The global energy transition has crossed a symbolic threshold. In 2025, renewable energy capacity reached 5,149 gigawatts, accounting for 49.4 per cent of total installed electricity capacity worldwide. For the first time in modern energy history, clean power stands on the brink of matching fossil fuels in scale, signalling what many are calling a tipping point in the global energy system.
The growth behind this milestone has been both rapid and concentrated. Solar energy alone added more than 500 gigawatts in a single year, bringing total installed capacity close to 2,400 gigawatts. Alongside wind, it now dominates the expansion of new power infrastructure, with renewables accounting for over 90 per cent of all new capacity additions globally. In parallel, renewables have begun to overtake coal in actual electricity generation, marking a structural shift not just in capacity, but in real-world output.
Yet the significance of this moment lies as much in its limitations as in its scale. Despite record growth of 15.5 per cent in 2025, the pace still falls short of what is required to meet global 2030 climate targets, which demand annual growth closer to 16.6 per cent. The transition, while accelerating, remains uneven and constrained by factors beyond generation itself.
Increasingly, the bottleneck is no longer how to produce clean energy, but how to deliver it. Grid infrastructure, long overlooked, is now emerging as the critical constraint. In many regions, renewable projects are facing delays not due to technology or financing, but due to insufficient transmission capacity and outdated grid systems unable to handle variable energy flows.
As electricity demand surges, driven by electrification, artificial intelligence and digital infrastructure, the pressure on grids is intensifying.
At the same time, energy storage is reshaping the dynamics of the transition. The cost of battery storage has fallen dramatically over the past decade, unlocking the potential for solar and wind to provide more consistent, round the clock power.

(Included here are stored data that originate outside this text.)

// SPDX-License-Identifier: MIT
//
// RDS Capture: Delay-Line Sensor Calibration and Trace Acquisition
// Copyright (c) 2025 RDS Capture Contributors

//! Delay-line calibration
//!
//! The search runs in two phases over the tap space:
//!
//! 1. **Saturation**: starting at `idc = 0` with `idf = 0`, capture up to
//!    `repeats` traces per coarse step. The phase ends at the first `idc` where
//!    any capture shows a minimum weight below the sensor width. Walking past
//!    the coarse field fails with [`Error::CoarseSearchExhausted`].
//! 2. **Validity**: from that `idc` upward, look for a tap whose `repeats`
//!    captures all stay off the floor and away from saturation. The coarse
//!    variant only moves `idc`; the coarse+fine variant sweeps `idf` over
//!    `0..idf_bits` for each `idc` and uses a wider margin below saturation.
//!    If nothing qualifies the last tap tried stays in place: `(idc_bits, 0)`
//!    for the coarse variant, `(idc_bits, idf_bits - 1)` for coarse+fine.
//!
//! All progress lives in a [`SearchCursor`], so a search interrupted by a link
//! failure resumes exactly where it stopped once the board is reconnected.
//! A stop flag is checked between steps; a set flag ends the search with
//! [`Error::Interrupted`].

use crate::board::{Board, Stimulus};
use crate::decoder::{weight_extrema, SampleStride};
use crate::metrics::Metrics;
use crate::retry::RetryPolicy;
use crate::sinks;
use crate::thermometer::{pack_calibration_word, CalibrationLayout, CalibrationWord, DelayTap};
use crate::{Error, Result};
use serde::{Deserialize, Serialize};
use std::path::{Path, PathBuf};
use std::sync::atomic::{AtomicBool, Ordering};
use std::sync::Arc;
use tracing::{debug, info, warn};

/// How the sensor tap is chosen before acquisition
#[derive(Debug, Clone, PartialEq, Eq)]
pub enum CalibrationMode {
    /// Leave the sensor as the board configured it
    Skip,
    /// Write a fixed tap to every sensor
    Manual(DelayTap),
    /// Replay words from a calibration file, one per sensor
    FromFile(PathBuf),
    /// Two-phase search moving the coarse tap only
    Coarse,
    /// Two-phase search sweeping the fine tap for each coarse step
    CoarseFine,
}

/// Search thresholds and capture parameters
#[derive(Debug, Clone)]
pub struct SearchParams {
    pub layout: CalibrationLayout,
    /// Bits per sample, i.e. the weight of a saturated sample
    pub sensor_width: u32,
    /// Captures per tap
    pub repeats: u32,
    /// Minimum weight every capture must reach in the validity phase
    pub weight_floor: u32,
    /// Distance kept below saturation by the coarse+fine variant
    pub fine_margin: u32,
    pub stride: SampleStride,
    pub stimulus: Stimulus,
    /// Link failures tolerated before the search gives up
    pub max_failures: u32,
}

impl Default for SearchParams {
    fn default() -> Self {
        Self {
            layout: CalibrationLayout::default(),
            sensor_width: 128,
            repeats: 10,
            weight_floor: 32,
            fine_margin: 20,
            stride: SampleStride::Exact,
            stimulus: Stimulus {
                key: [0u8; 16],
                plaintext: [0u8; 16],
            },
            max_failures: 5,
        }
    }
}

#[derive(Debug, Clone, Copy, PartialEq, Eq, Serialize, Deserialize)]
pub enum Phase {
    Saturation,
    Validity,
    Done,
}

#[derive(Debug, Clone, Copy, PartialEq, Eq)]
pub enum Variant {
    Coarse,
    CoarseFine,
}

/// Restartable search position
#[derive(Debug, Clone, Copy, PartialEq, Eq, Serialize, Deserialize)]
pub struct SearchCursor {
    pub phase: Phase,
    pub idc: u32,
    pub idf: u32,
    /// Captures at the current tap that already counted toward the phase test
    pub repeat: u32,
    /// Whether the current tap has been written to the device
    pub pushed: bool,
    /// Tap accepted as the result, set once `phase` is `Done`
    pub accepted: Option<DelayTap>,
}

impl Default for SearchCursor {
    fn default() -> Self {
        Self {
            phase: Phase::Saturation,
            idc: 0,
            idf: 0,
            repeat: 0,
            pushed: false,
            accepted: None,
        }
    }
}

impl SearchCursor {
    pub fn tap(&self) -> DelayTap {
        DelayTap::new(self.idc, self.idf)
    }

    fn step(&mut self, idc: u32, idf: u32) {
        self.idc = idc;
        self.idf = idf;
        self.repeat = 0;
        self.pushed = false;
    }

    fn accept(&mut self, tap: DelayTap) {
        self.phase = Phase::Done;
        self.accepted = Some(tap);
    }
}

/// Two-phase tap search
pub struct Search {
    variant: Variant,
    params: SearchParams,
    cursor: SearchCursor,
    metrics: Option<Metrics>,
    stop: Option<Arc<AtomicBool>>,
}

impl Search {
    pub fn new(variant: Variant, params: SearchParams) -> Self {
        Self {
            variant,
            params,
            cursor: SearchCursor::default(),
            metrics: None,
            stop: None,
        }
    }

    pub fn with_metrics(mut self, metrics: Metrics) -> Self {
        self.metrics = Some(metrics);
        self
    }

    pub fn with_stop_flag(mut self, flag: Arc<AtomicBool>) -> Self {
        self.stop = Some(flag);
        self
    }

    /// Continue from a saved position
    pub fn with_cursor(mut self, cursor: SearchCursor) -> Self {
        self.cursor = cursor;
        self
    }

    pub fn cursor(&self) -> &SearchCursor {
        &self.cursor
    }

    /// Forget whether the current tap reached the device, e.g. after a reconnect
    pub fn invalidate(&mut self) {
        self.cursor.pushed = false;
    }

    /// Drive the search to an accepted tap
    ///
    /// On error the cursor keeps the position of the failed capture; calling
    /// `run` again repeats that capture.
    pub fn run<B: Board + ?Sized>(&mut self, board: &mut B) -> Result<DelayTap> {
        loop {
            match self.cursor.phase {
                Phase::Done => {
                    return Ok(self.cursor.accepted.unwrap_or_else(|| self.cursor.tap()));
                }
                _ if self.stop.as_ref().is_some_and(|flag| flag.load(Ordering::Relaxed)) => {
                    warn!("Stop requested, search halted at {:?}", self.cursor);
                    return Err(Error::Interrupted);
                }
                Phase::Saturation => self.saturation_step(board)?,
                Phase::Validity => match self.variant {
                    Variant::Coarse => self.coarse_step(board)?,
                    Variant::CoarseFine => self.fine_step(board)?,
                },
            }
        }
    }

    fn push<B: Board + ?Sized>(&mut self, board: &mut B) -> Result<()> {
        if self.cursor.pushed {
            return Ok(());
        }
        let word = pack_calibration_word(self.cursor.tap(), self.params.layout)?;
        for sensor in 0..board.sensor_count() {
            board.write_calibration(sensor, &word)?;
        }
        self.cursor.pushed = true;
        Ok(())
    }

    fn capture<B: Board + ?Sized>(&mut self, board: &mut B) -> Result<(u32, u32)> {
        let trace = board.capture_calibration_trace(&self.params.stimulus)?;
        let (min, max) = weight_extrema(&trace, self.params.stride)?;
        if let Some(metrics) = &self.metrics {
            metrics.record_calibration_capture();
        }
        debug!(
            "Capture {} at {}: min={} max={}",
            self.cursor.repeat + 1,
            self.cursor.tap(),
            min,
            max
        );
        Ok((min, max))
    }

    fn saturation_step<B: Board + ?Sized>(&mut self, board: &mut B) -> Result<()> {
        let width = self.params.sensor_width;
        if self.cursor.idc > self.params.layout.idc_bits {
            return Err(Error::CoarseSearchExhausted {
                coarse_width: self.params.layout.idc_bits,
            });
        }

        let idc = self.cursor.idc;
        if self.cursor.idf != 0 {
            self.cursor.step(idc, 0);
        }
        self.push(board)?;

        while self.cursor.repeat < self.params.repeats {
            let (min, _) = self.capture(board)?;
            self.cursor.repeat += 1;
            if min != width {
                info!("Sensor leaves saturation at idc={}", idc);
                self.cursor.phase = Phase::Validity;
                self.cursor.repeat = 0;
                return Ok(());
            }
        }

        self.cursor.step(idc + 1, 0);
        Ok(())
    }

    fn coarse_step<B: Board + ?Sized>(&mut self, board: &mut B) -> Result<()> {
        let limit = self.params.layout.idc_bits;
        if self.cursor.idc > limit {
            let tap = DelayTap::new(limit, 0);
            warn!("No coarse tap satisfied the validity test, keeping last tried {}", tap);
            self.cursor.accept(tap);
            return Ok(());
        }

        self.push(board)?;
        let (floor, width) = (self.params.weight_floor, self.params.sensor_width);
        while self.cursor.repeat < self.params.repeats {
            let (min, max) = self.capture(board)?;
            if min < floor || max == width {
                let idc = self.cursor.idc;
                self.cursor.step(idc + 1, 0);
                return Ok(());
            }
            self.cursor.repeat += 1;
        }

        let tap = self.cursor.tap();
        info!("Accepted {}", tap);
        self.cursor.accept(tap);
        Ok(())
    }

    fn fine_step<B: Board + ?Sized>(&mut self, board: &mut B) -> Result<()> {
        let layout = self.params.layout;
        if self.cursor.idc > layout.idc_bits {
            let tap = DelayTap::new(layout.idc_bits, layout.idf_bits.saturating_sub(1));
            warn!("No coarse/fine tap satisfied the validity test, keeping last tried {}", tap);
            self.cursor.accept(tap);
            return Ok(());
        }
        if self.cursor.idf >= layout.idf_bits {
            let idc = self.cursor.idc;
            self.cursor.step(idc + 1, 0);
            return Ok(());
        }

        self.push(board)?;
        let floor = self.params.weight_floor;
        let ceiling = self.params.sensor_width.saturating_sub(self.params.fine_margin);
        while self.cursor.repeat < self.params.repeats {
            let (min, max) = self.capture(board)?;
            if min < floor || max >= ceiling {
                let (idc, idf) = (self.cursor.idc, self.cursor.idf);
                self.cursor.step(idc, idf + 1);
                return Ok(());
            }
            self.cursor.repeat += 1;
        }

        let tap = self.cursor.tap();
        info!("Accepted {}", tap);
        self.cursor.accept(tap);
        Ok(())
    }
}

/// Result of a calibration run
#[derive(Debug, Clone, Default)]
pub struct CalibrationReport {
    /// Word written to each sensor, empty when calibration was skipped
    pub words: Vec<CalibrationWord>,
    /// Tap found by a search, if one ran
    pub tap: Option<DelayTap>,
    /// Link failures recovered along the way
    pub failures: u32,
}

/// Runs a calibration mode against a board, reconnecting on link failures
pub struct Calibrator<'a, B: Board + ?Sized> {
    board: &'a mut B,
    params: SearchParams,
    policy: RetryPolicy,
    metrics: Option<Metrics>,
    stop: Option<Arc<AtomicBool>>,
    failures: u32,
}

impl<'a, B: Board + ?Sized> Calibrator<'a, B> {
    pub fn new(board: &'a mut B, params: SearchParams, policy: RetryPolicy) -> Self {
        Self {
            board,
            params,
            policy,
            metrics: None,
            stop: None,
            failures: 0,
        }
    }

    pub fn with_metrics(mut self, metrics: Metrics) -> Self {
        self.metrics = Some(metrics);
        self
    }

    /// Abandon a running search once `flag` is set
    pub fn with_stop_flag(mut self, flag: Arc<AtomicBool>) -> Self {
        self.stop = Some(flag);
        self
    }

    /// Run `mode`; search results are also written to `persist` when given
    pub fn run(mut self, mode: &CalibrationMode, persist: Option<&Path>) -> Result<CalibrationReport> {
        let sensors = self.board.sensor_count();
        let (words, tap) = match mode {
            CalibrationMode::Skip => {
                info!("Calibration skipped");
                return Ok(CalibrationReport::default());
            }
            CalibrationMode::Manual(tap) => {
                info!("Using manual calibration {}", tap);
                let word = pack_calibration_word(*tap, self.params.layout)?;
                (vec![word; sensors], None)
            }
            CalibrationMode::FromFile(path) => {
                let stored = sinks::read_calibration_file(path, self.params.layout)?;
                info!("Loaded {} calibration word(s) from {}", stored.len(), path.display());
                (Self::spread(stored, sensors)?, None)
            }
            CalibrationMode::Coarse => {
                let tap = self.search(Variant::Coarse)?;
                (vec![pack_calibration_word(tap, self.params.layout)?; sensors], Some(tap))
            }
            CalibrationMode::CoarseFine => {
                let tap = self.search(Variant::CoarseFine)?;
                (vec![pack_calibration_word(tap, self.params.layout)?; sensors], Some(tap))
            }
        };

        for (sensor, word) in words.iter().enumerate() {
            self.recovering(|board| board.write_calibration(sensor, word))?;
            info!("Sensor {} calibrated with {} ({})", sensor, word.tap(), word);
        }

        if let (Some(path), Some(_)) = (persist, tap) {
            sinks::write_calibration_file(path, &words)?;
            debug!("Calibration persisted to {}", path.display());
        }

        Ok(CalibrationReport {
            words,
            tap,
            failures: self.failures,
        })
    }

    fn spread(stored: Vec<CalibrationWord>, sensors: usize) -> Result<Vec<CalibrationWord>> {
        match stored.len() {
            n if n >= sensors => Ok(stored.into_iter().take(sensors).collect()),
            1 => Ok(vec![stored[0].clone(); sensors]),
            n => Err(Error::Config(format!(
                "calibration file holds {} word(s) for {} sensor(s)",
                n, sensors
            ))),
        }
    }

    fn search(&mut self, variant: Variant) -> Result<DelayTap> {
        let mut search = Search::new(variant, self.params.clone());
        if let Some(metrics) = &self.metrics {
            search = search.with_metrics(metrics.clone());
        }
        if let Some(flag) = &self.stop {
            search = search.with_stop_flag(Arc::clone(flag));
        }
        info!("Starting {:?} calibration search", variant);

        loop {
            match search.run(&mut *self.board) {
                Ok(tap) => return Ok(tap),
                Err(e) if e.is_retryable() => {
                    self.recover(e)?;
                    search.invalidate();
                    debug!("Resuming search at {:?}", search.cursor());
                }
                Err(e) => return Err(e),
            }
        }
    }

    fn recovering<T>(&mut self, mut op: impl FnMut(&mut B) -> Result<T>) -> Result<T> {
        loop {
            match op(&mut *self.board) {
                Ok(v) => return Ok(v),
                Err(e) if e.is_retryable() => self.recover(e)?,
                Err(e) => return Err(e),
            }
        }
    }

    fn recover(&mut self, err: Error) -> Result<()> {
        self.failures += 1;
        if let Some(metrics) = &self.metrics {
            metrics.record_failure();
        }
        if self.failures > self.params.max_failures {
            return Err(err);
        }
        warn!("Calibration interrupted ({}), reconnecting", err);
        let board = &mut *self.board;
        self.policy.execute(|| board.reconnect())?;
        if let Some(metrics) = &self.metrics {
            metrics.record_reconnect();
        }
        Ok(())
    }
}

This shift is redefining renewables from intermittent contributors to reliable baseload alternatives, particularly as hybrid systems combining generation and storage gain traction.
Perhaps most striking is the economic dimension of this transition
Around 90 per cent of new renewable projects are now cheaper than fossil fuel alternatives, with solar and wind significantly undercutting conventional power on cost alone. What was once framed as an environmental imperative has evolved into a clear economic advantage, reshaping investment patterns and national energy strategies.
For Oman, these global shifts carry both urgency and opportunity. As the Sultanate of Oman advances its Oman Vision 2040 agenda, renewable energy is emerging not only as a pathway to sustainability, but as a strategic pillar for economic diversification.
Large scale solar developments, green hydrogen ambitions and ongoing investments in infrastructure position Oman to participate in and potentially lead the next phase of the energy transition in the region.
The question, then, is not whether the transition is underway. It clearly is. Nor is it whether renewables can compete with fossil fuels, as on many fronts they already do. The more pressing question is whether the systems surrounding renewable energy, including grids, storage, policy frameworks and supply chains, can evolve quickly enough to sustain this momentum.
Reaching 50 per cent capacity is not the end of the transition. It is the moment the real challenge begins.